Arnold Ziffel saw the raw ruin that had been his upraised hand and felt the sledgehammer blows of automatic-weapons fire punctuate his trembling body. He joined his wife on the floor. The new light fixture he had bought for the den shattered within its Santa Claus wrapping under the impact of his 195-pound weight. His surviving hand fell onto his wife's cheek, and even though he couldn't feel it, Arnold knew she was dead. The gunfire stopped.
Arnold Ziffel lifted his face shakily and tried to see into the blinding lights. Just before he died, he wondered why, if this were just a movie, the bullets had been real. And why, if, as he had suddenly suspected, they had finally come for him, were they filming it?
Mayor Basil Cloves wanted to know if this was in the script when the uniformed Japanese barged into his office and dragged him out of his executive chair.
He was still asking it five minutes later when they forced his head into the V of the curb in front of city hall and rolled a tank up onto the sidewalk. The left front track stopped just inches from his head.
Third A. D. Harachi Seiko demanded, "One rast time, I ask for your surrender. Do you agree?"

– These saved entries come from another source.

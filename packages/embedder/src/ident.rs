use anyhow::bail;

use crate::Language;

/// Checks that `ident` can be used verbatim as a package label or
/// variable name in the given language.
///
/// Only ASCII identifiers are accepted. Names also become output file
/// stems, so this rules out path separators as well.
pub fn validate_identifier(
  ident: &str,
  language: Language,
) -> anyhow::Result<()> {
  let mut chars = ident.chars();

  let Some(first) = chars.next() else {
    bail!("Identifier must not be empty.");
  };

  if !(first.is_ascii_alphabetic() || first == '_') {
    bail!(
      "Identifier `{ident}` must start with an ASCII letter or `_`."
    );
  }

  if let Some(invalid) =
    chars.find(|c| !(c.is_ascii_alphanumeric() || *c == '_'))
  {
    bail!("Identifier `{ident}` contains invalid character {invalid:?}.");
  }

  if ident == "_" {
    bail!("Identifier `_` is a placeholder and cannot be named.");
  }

  if language.keywords().contains(&ident) {
    bail!("Identifier `{ident}` is a reserved {language} keyword.");
  }

  if language.declaration_types().contains(&ident) {
    bail!(
      "Identifier `{ident}` would shadow the {language} `{ident}` type \
       used by the generated declaration."
    );
  }

  Ok(())
}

Cloves hesitated. "Is this in the script?" he asked again. Seiko barked an order in Japanese. The tank inched closer. Cloves felt the coldness of the curb against his face. A kneeling Japanese kept his face pressed to the gritty street. Another one squatted harpy-like on his legs. A third pinioned his arms behind his back.

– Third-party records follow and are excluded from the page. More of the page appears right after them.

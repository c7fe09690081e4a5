//! Rendering bytes as a source literal and reading them back.

use anyhow::{bail, Context};

use crate::Language;

/// Separator emitted after every byte token, including the last one.
pub const DELIMITER: &str = ", ";

/// Renders a complete source file declaring `name` as the given bytes
/// inside the `package` namespace.
///
/// Identifiers are emitted as-is; callers validate them beforehand.
pub fn render_source(
  language: Language,
  package: &str,
  name: &str,
  bytes: &[u8],
) -> String {
  let tokens = render_tokens(bytes);

  match language {
    Language::Go => {
      format!("package {package}\nvar {name} = []byte{{\n\t{tokens}}}\n")
    }
    Language::Rust => format!(
      "pub mod {package} {{\n    \
       #[allow(non_upper_case_globals)]\n    \
       pub static {name}: &[u8] = &[\n        {tokens}];\n}}\n"
    ),
  }
}

/// Decimal byte values in input order, each followed by the delimiter.
fn render_tokens(bytes: &[u8]) -> String {
  // Widest token is "255, ".
  let mut tokens = String::with_capacity(bytes.len() * 5);

  for byte in bytes {
    tokens.push_str(&byte.to_string());
    tokens.push_str(DELIMITER);
  }

  tokens
}

/// Extracts the byte values from source previously produced by
/// [`render_source`].
///
/// Tokens must be decimal integers in `0..=255` without leading zeros,
/// separated by commas. A trailing comma and any whitespace between
/// tokens are accepted.
pub fn parse_literal(
  source: &str,
  language: Language,
) -> anyhow::Result<Vec<u8>> {
  let open = language.literal_open();
  let start = source
    .find(open)
    .map(|index| index + open.len())
    .with_context(|| format!("No `{open}` byte literal found."))?;

  let body = &source[start..];
  let end = body
    .find(language.literal_close())
    .context("Byte literal is not terminated.")?;

  let mut bytes = Vec::new();
  let mut tokens = body[..end].split(',').map(str::trim).peekable();

  while let Some(token) = tokens.next() {
    if token.is_empty() {
      // Only the slot after a trailing delimiter may be empty.
      if tokens.peek().is_none() {
        break;
      }

      bail!("Empty token at index {}.", bytes.len());
    }

    let index = bytes.len();

    if !token.bytes().all(|c| c.is_ascii_digit()) {
      bail!("Invalid byte token `{token}` at index {index}.");
    }

    if token.len() > 1 && token.starts_with('0') {
      bail!("Byte token `{token}` at index {index} has a leading zero.");
    }

    let byte = token.parse::<u8>().with_context(|| {
      format!("Byte token `{token}` at index {index} is out of range.")
    })?;

    bytes.push(byte);
  }

  Ok(bytes)
}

"Tell me what you want me to do!" Cloves said in an agitated voice. "If the script calls for it, I'll surrender."
"Choice is yours," Seiko said flatly. "You surrender and terr citizens to ray down arms. Or you die."

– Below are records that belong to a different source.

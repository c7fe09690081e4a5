use std::{fs, path::Path, thread, time::Duration};

use embedder::{
  check_all, embed_all, embed_asset, parse_literal, verify_generated,
  Asset, EmbedOptions, Freshness, Language, Manifest, Outcome,
};
use tempfile::TempDir;

fn options_in(dir: &Path, language: Language) -> EmbedOptions {
  EmbedOptions {
    out_dir: dir.join("config"),
    language,
    ..Default::default()
  }
}

fn write_asset(dir: &Path, file: &str, bytes: &[u8]) -> Asset {
  let path = dir.join(file);
  fs::write(&path, bytes).expect("failed to write fixture asset");
  Asset::new(path, file.split('.').next().unwrap_or(file))
}

#[test]
fn fixture_bytes_land_in_named_variable() {
  let dir = TempDir::new().unwrap();
  let asset = write_asset(dir.path(), "test.bin", &[0, 255, 65, 10]);

  let report = embed_asset(&asset, &options_in(dir.path(), Language::Go))
    .expect("embedding should succeed");

  assert_eq!(report.byte_count, 4);
  assert_eq!(report.outcome, Outcome::Written);
  assert_eq!(report.destination, dir.path().join("config/test.go"));

  let generated = fs::read_to_string(&report.destination).unwrap();
  assert!(generated.starts_with("package config\n"));
  assert!(generated.contains("var test = []byte{"));
  assert!(generated.contains("0, 255, 65, 10,"));
}

#[test]
fn generated_literal_round_trips_for_both_languages() {
  let dir = TempDir::new().unwrap();
  let bytes: Vec<u8> = (0..=255).rev().chain(0..=255).collect();
  let asset = write_asset(dir.path(), "font.ttf", &bytes);

  for language in [Language::Go, Language::Rust] {
    let report =
      embed_asset(&asset, &options_in(dir.path(), language)).unwrap();
    let generated = fs::read_to_string(&report.destination).unwrap();

    assert_eq!(parse_literal(&generated, language).unwrap(), bytes);
    assert_eq!(
      verify_generated(&report.destination, &asset.path, Language::Go)
        .unwrap(),
      bytes.len()
    );
  }
}

#[test]
fn empty_asset_produces_empty_literal() {
  let dir = TempDir::new().unwrap();
  let asset = write_asset(dir.path(), "empty.ttf", &[]);

  let report =
    embed_asset(&asset, &options_in(dir.path(), Language::Go)).unwrap();
  let generated = fs::read_to_string(&report.destination).unwrap();

  assert_eq!(report.byte_count, 0);
  assert_eq!(generated, "package config\nvar empty = []byte{\n\t}\n");
}

#[test]
fn rerunning_is_idempotent_and_skips_the_write() {
  let dir = TempDir::new().unwrap();
  let asset = write_asset(dir.path(), "font.ttf", b"glyph data");
  let options = options_in(dir.path(), Language::Go);

  let first = embed_asset(&asset, &options).unwrap();
  let first_bytes = fs::read(&first.destination).unwrap();
  let first_mtime =
    fs::metadata(&first.destination).unwrap().modified().unwrap();

  // Coarse filesystem timestamps would hide a rewrite otherwise.
  thread::sleep(Duration::from_millis(20));

  let second = embed_asset(&asset, &options).unwrap();

  assert_eq!(second.outcome, Outcome::Unchanged);
  assert_eq!(fs::read(&second.destination).unwrap(), first_bytes);
  assert_eq!(
    fs::metadata(&second.destination).unwrap().modified().unwrap(),
    first_mtime
  );
}

#[test]
fn missing_source_leaves_destination_untouched() {
  let dir = TempDir::new().unwrap();
  let options = options_in(dir.path(), Language::Go);
  let missing = Asset::new(dir.path().join("nope.ttf"), "nope");

  let err = embed_asset(&missing, &options).unwrap_err();
  assert!(err.to_string().contains("nope.ttf"));
  assert!(!options.output_path("nope").exists());
  assert!(!options.out_dir.exists());

  fs::create_dir_all(&options.out_dir).unwrap();
  fs::write(options.output_path("nope"), "previous").unwrap();

  assert!(embed_asset(&missing, &options).is_err());
  assert_eq!(
    fs::read_to_string(options.output_path("nope")).unwrap(),
    "previous"
  );
}

#[test]
fn unwritable_destination_is_reported() {
  let dir = TempDir::new().unwrap();
  let asset = write_asset(dir.path(), "font.ttf", &[1, 2, 3]);

  // A regular file where the output directory should be.
  let blocker = dir.path().join("blocked");
  fs::write(&blocker, "").unwrap();

  let options = EmbedOptions {
    out_dir: blocker,
    ..Default::default()
  };

  let err = embed_asset(&asset, &options).unwrap_err();
  assert!(format!("{err:#}").contains("blocked"));
}

#[test]
fn embed_all_stops_at_first_failure() {
  let dir = TempDir::new().unwrap();
  let good = write_asset(dir.path(), "good.ttf", &[7]);
  let bad = Asset::new(dir.path().join("bad.ttf"), "bad");
  let options = options_in(dir.path(), Language::Rust);

  let err = embed_all(&[good, bad], &options).unwrap_err();

  assert!(err.to_string().contains("bad.ttf"));
  assert!(options.output_path("good").exists());
  assert!(!options.output_path("bad").exists());
}

#[test]
fn invalid_names_fail_before_any_io() {
  let dir = TempDir::new().unwrap();
  let good = write_asset(dir.path(), "good.ttf", &[7]);
  let bad = Asset::new(dir.path().join("bad.ttf"), "../escape");
  let options = options_in(dir.path(), Language::Go);

  assert!(embed_all(&[good, bad], &options).is_err());
  assert!(!options.out_dir.exists());
}

#[test]
fn check_reports_missing_and_stale_outputs() {
  let dir = TempDir::new().unwrap();
  let a = write_asset(dir.path(), "a.ttf", &[1]);
  let b = write_asset(dir.path(), "b.ttf", &[2]);
  let options = options_in(dir.path(), Language::Go);
  let assets = [a.clone(), b];

  let outdated = check_all(&assets, &options).unwrap();
  assert_eq!(outdated.len(), 2);
  assert!(outdated.iter().all(|(_, state)| *state == Freshness::Missing));
  assert!(!options.out_dir.exists());

  embed_all(&assets, &options).unwrap();
  assert!(check_all(&assets, &options).unwrap().is_empty());

  fs::write(&a.path, [9u8, 9]).unwrap();
  let outdated = check_all(&assets, &options).unwrap();
  assert_eq!(
    outdated,
    [(options.output_path("a"), Freshness::Stale)]
  );
}

#[test]
fn verify_pinpoints_first_difference() {
  let dir = TempDir::new().unwrap();
  let asset = write_asset(dir.path(), "font.ttf", &[1, 2, 3, 4]);
  let report =
    embed_asset(&asset, &options_in(dir.path(), Language::Go)).unwrap();

  fs::write(&asset.path, [1u8, 2, 30, 4]).unwrap();
  let err =
    verify_generated(&report.destination, &asset.path, Language::Go)
      .unwrap_err();
  assert!(err.to_string().contains("at byte offset 2"));

  fs::write(&asset.path, [1u8, 2, 3, 4, 5]).unwrap();
  let err =
    verify_generated(&report.destination, &asset.path, Language::Go)
      .unwrap_err();
  assert!(err.to_string().contains("holds 4 bytes"));
}

#[test]
fn manifest_drives_a_full_run() {
  let dir = TempDir::new().unwrap();
  fs::create_dir(dir.path().join("fonts")).unwrap();
  fs::write(dir.path().join("fonts/sans.ttf"), [10u8, 20]).unwrap();
  fs::write(dir.path().join("fonts/mono.ttf"), [30u8]).unwrap();

  let manifest_path = dir.path().join("embed.yaml");
  fs::write(
    &manifest_path,
    "\
language: rust
out_dir: generated
assets:
  - path: fonts/sans.ttf
    name: sans
  - path: fonts/mono.ttf
    name: mono
",
  )
  .unwrap();

  let (options, assets) =
    Manifest::from_path(&manifest_path).unwrap().into_parts();
  let reports = embed_all(&assets, &options).unwrap();

  let destinations: Vec<_> =
    reports.iter().map(|r| r.destination.clone()).collect();
  assert_eq!(
    destinations,
    [
      dir.path().join("generated/sans.rs"),
      dir.path().join("generated/mono.rs"),
    ]
  );

  let sans = fs::read_to_string(&destinations[0]).unwrap();
  assert!(sans.contains("pub mod config {"));
  assert!(sans.contains("pub static sans: &[u8] = &["));
  assert_eq!(parse_literal(&sans, Language::Rust).unwrap(), [10, 20]);
}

Basil Cloves cringed from the spittle spraying from the Japanese's screaming mouth. Through the triangular frame of the arm of the soldier who had his head, he could see a video camera aimed at his own face. Maybe he should play the brave public servant.
Behind the video camera a man was walking down the street, looking dazed and crying in a voice choked with disbelief, "But this is America. This is America!"
He was quickly surrounded and bayoneted in the stomach.
It occurred to Mayor Basil Cloves that perhaps this wasn't a movie after all. That the explosions he kept hearing were not special effects. That the sporadic gunfire was not harmless.
Basil Cloves in that moment realized what he had done. And he made his decision.
"I'll never surrender," he said quietly.
The next sound he heard was a guttural order, then the clanking of the tank. The man holding his head down turned his face to the dirt-caked track, which gleamed at its wear points. The track inched forward.
"You change mind?" Third A. D. Seiko demanded.
"Never!" Mayor Cloves spat. He knew they could not run him down. Not with four men holding him down. They'd be run over too.
Yet the track continued gnashing toward him.
The man at his head suddenly released his hair. He stepped back. Cloves lifted his head. But that was all he could lift. The others kept his arms and legs down.
Then the track bit into the mayor of Yuma's nose. He screamed, but the sound was swallowed by the shattering of his teeth and the pulverizing of his facial bones.